AIM OF THE TASK:
Scan the listing and work out how many lines contain the word "InvalidParam". Nothing but the number should be given.

DATASET EXTRACT:
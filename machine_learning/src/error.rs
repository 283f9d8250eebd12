use std::{
    error::Error,
    fmt::{self, Display},
};

use ndarray::ShapeError;

/// The result type used in the entire machine learning module.
pub type Result<T> = std::result::Result<T, MlErr>;

/// The machine learning module's error type.
#[derive(Debug)]
pub enum MlErr {
    SizeMismatch {
        what: &'static str,
        got: usize,
        expected: usize,
    },
    Shape(ShapeError),
    EmptyDataset,
    InvalidLabel {
        label: usize,
        classes: usize,
    },
    InvalidParam(String),
    Interrupted {
        epoch: usize,
    },
    Diverged {
        epoch: usize,
    },
}

impl Display for MlErr {
    fn fmt(&self, f: &mut fmt::Formatter<'_>) -> fmt::Result {
        match self {
            MlErr::SizeMismatch {
                what,
                got,
                expected,
            } => write!(
                f,
                "There's a size mismatch for {what}, got {got} and expected {expected}"
            ),
            MlErr::Shape(e) => write!(f, "Invalid array shape: {e}"),
            MlErr::EmptyDataset => write!(f, "Tried to fit a model on an empty dataset"),
            MlErr::InvalidLabel { label, classes } => write!(
                f,
                "The label {label} is out of range for a one-hot encoding of {classes} classes"
            ),
            MlErr::InvalidParam(msg) => write!(f, "Invalid parameter: {msg}"),
            MlErr::Interrupted { epoch } => {
                write!(f, "Training was interrupted during epoch {epoch}")
            }
            MlErr::Diverged { epoch } => write!(
                f,
                "The loss or the parameters stopped being finite during epoch {epoch}"
            ),
        }
    }
}

impl Error for MlErr {
    fn source(&self) -> Option<&(dyn Error + 'static)> {
        match self {
            MlErr::Shape(e) => Some(e),
            _ => None,
        }
    }
}

impl From<ShapeError> for MlErr {
    fn from(value: ShapeError) -> Self {
        Self::Shape(value)
    }
}
use ndarray::{Array2, ArrayView2};
use rand::Rng;

use super::{Model, layers::Layer, loss::LossFn};
use crate::{MlErr, Result, metrics, training::StepStats};

/// A sequential model: information flows forward when computing an output and backward when
/// computing the *deltas* of its layers.
#[derive(Clone, Debug)]
pub struct Sequential {
    layers: Vec<Layer>,
}

impl Sequential {
    /// Creates a new `Sequential`.
    ///
    /// # Arguments
    /// * `layers` - The layers the sequential is composed of.
    ///
    /// # Returns
    /// A new `Sequential` instance.
    pub fn new<I>(layers: I) -> Self
    where
        I: IntoIterator<Item = Layer>,
    {
        Self {
            layers: layers.into_iter().collect(),
        }
    }

    pub fn layers(&self) -> &[Layer] {
        &self.layers
    }

    /// Returns one line per layer with its shape and parameter count.
    pub fn summary(&self) -> Vec<String> {
        self.layers
            .iter()
            .enumerate()
            .map(|(i, layer)| {
                format!("layer_{} {} {} params", i + 1, layer.describe(), layer.size())
            })
            .collect()
    }

    /// Makes a forward pass through the network, caching what backprop needs.
    ///
    /// # Arguments
    /// * `params` - The model's parameters.
    /// * `x` - The input data.
    ///
    /// # Returns
    /// The prediction for the given input or an error if occurred.
    pub fn forward<'x>(
        &'x mut self,
        params: &[f32],
        mut x: ArrayView2<'x, f32>,
    ) -> Result<ArrayView2<'x, f32>> {
        let ranges = self.param_ranges(params.len())?;

        for (layer, &(start, end)) in self.layers.iter_mut().zip(&ranges) {
            x = layer.forward(&params[start..end], x)?;
        }

        Ok(x)
    }

    /// Splits the flat parameter buffer into each layer's `(start, end)` range.
    fn param_ranges(&self, len: usize) -> Result<Vec<(usize, usize)>> {
        let size = self.size();
        if len != size {
            return Err(MlErr::SizeMismatch {
                what: "model parameters",
                got: len,
                expected: size,
            });
        }

        let mut start = 0;
        let ranges = self
            .layers
            .iter()
            .map(|layer| {
                let range = (start, start + layer.size());
                start = range.1;
                range
            })
            .collect();

        Ok(ranges)
    }
}

impl Model for Sequential {
    fn size(&self) -> usize {
        self.layers.iter().map(|layer| layer.size()).sum()
    }

    fn init_params<R: Rng>(&self, rng: &mut R) -> Result<Vec<f32>> {
        let mut params = Vec::with_capacity(self.size());

        for layer in &self.layers {
            params.extend(layer.init_params(rng)?);
        }

        Ok(params)
    }

    fn predict(&self, params: &[f32], x: ArrayView2<f32>) -> Result<Array2<f32>> {
        let ranges = self.param_ranges(params.len())?;
        let mut out = x.to_owned();

        for (layer, &(start, end)) in self.layers.iter().zip(&ranges) {
            out = layer.predict(&params[start..end], out.view())?;
        }

        Ok(out)
    }

    fn backprop<L: LossFn>(
        &mut self,
        params: &[f32],
        grad: &mut [f32],
        loss_fn: &L,
        x: ArrayView2<f32>,
        y: ArrayView2<f32>,
    ) -> Result<StepStats> {
        if grad.len() != params.len() {
            return Err(MlErr::SizeMismatch {
                what: "gradient",
                got: grad.len(),
                expected: params.len(),
            });
        }

        let ranges = self.param_ranges(params.len())?;

        let y_pred = self.forward(params, x)?;
        if y_pred.dim() != y.dim() {
            return Err(MlErr::SizeMismatch {
                what: "model output width",
                got: y_pred.ncols(),
                expected: y.ncols(),
            });
        }

        let loss = loss_fn.loss(y_pred, y);
        let hits = metrics::categorical_hits(y_pred, y);
        let mut d_last = loss_fn.loss_prime(y_pred, y);
        let mut d = d_last.view_mut();

        for (layer, &(start, end)) in self.layers.iter_mut().zip(&ranges).rev() {
            d = layer.backward(&params[start..end], &mut grad[start..end], d)?;
        }

        Ok(StepStats::new(loss, hits, x.nrows()))
    }
}
use super::ParamGen;

/// A parameter generator that always generates the same value, used for bias vectors.
pub struct ConstParamGen {
    value: f32,
    remaining: usize,
}

impl ConstParamGen {
    /// Creates a new `ConstParamGen` parameter generator.
    ///
    /// # Arguments
    /// * `value` - The value to always generate.
    /// * `limit` - The maximum amount of times to generate that value.
    ///
    /// # Returns
    /// A new `ConstParamGen` instance.
    pub fn new(value: f32, limit: usize) -> Self {
        Self {
            value,
            remaining: limit,
        }
    }

    /// Creates a new `ConstParamGen` that generates `limit` zeros.
    pub fn zeros(limit: usize) -> Self {
        Self::new(0., limit)
    }
}

impl ParamGen for ConstParamGen {
    fn sample(&mut self, mut n: usize) -> Option<Vec<f32>> {
        if self.remaining == 0 {
            return None;
        }

        n = n.min(self.remaining);
        self.remaining -= n;
        Some(vec![self.value; n])
    }
}
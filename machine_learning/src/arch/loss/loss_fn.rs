use ndarray::{Array2, ArrayView2};

pub trait LossFn {
    /// The mean loss over the rows of a batch.
    fn loss(&self, y_pred: ArrayView2<f32>, y: ArrayView2<f32>) -> f32;

    /// The derivative of `loss` with respect to `y_pred`.
    fn loss_prime(&self, y_pred: ArrayView2<f32>, y: ArrayView2<f32>) -> Array2<f32>;
}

ANSWER BOX:
2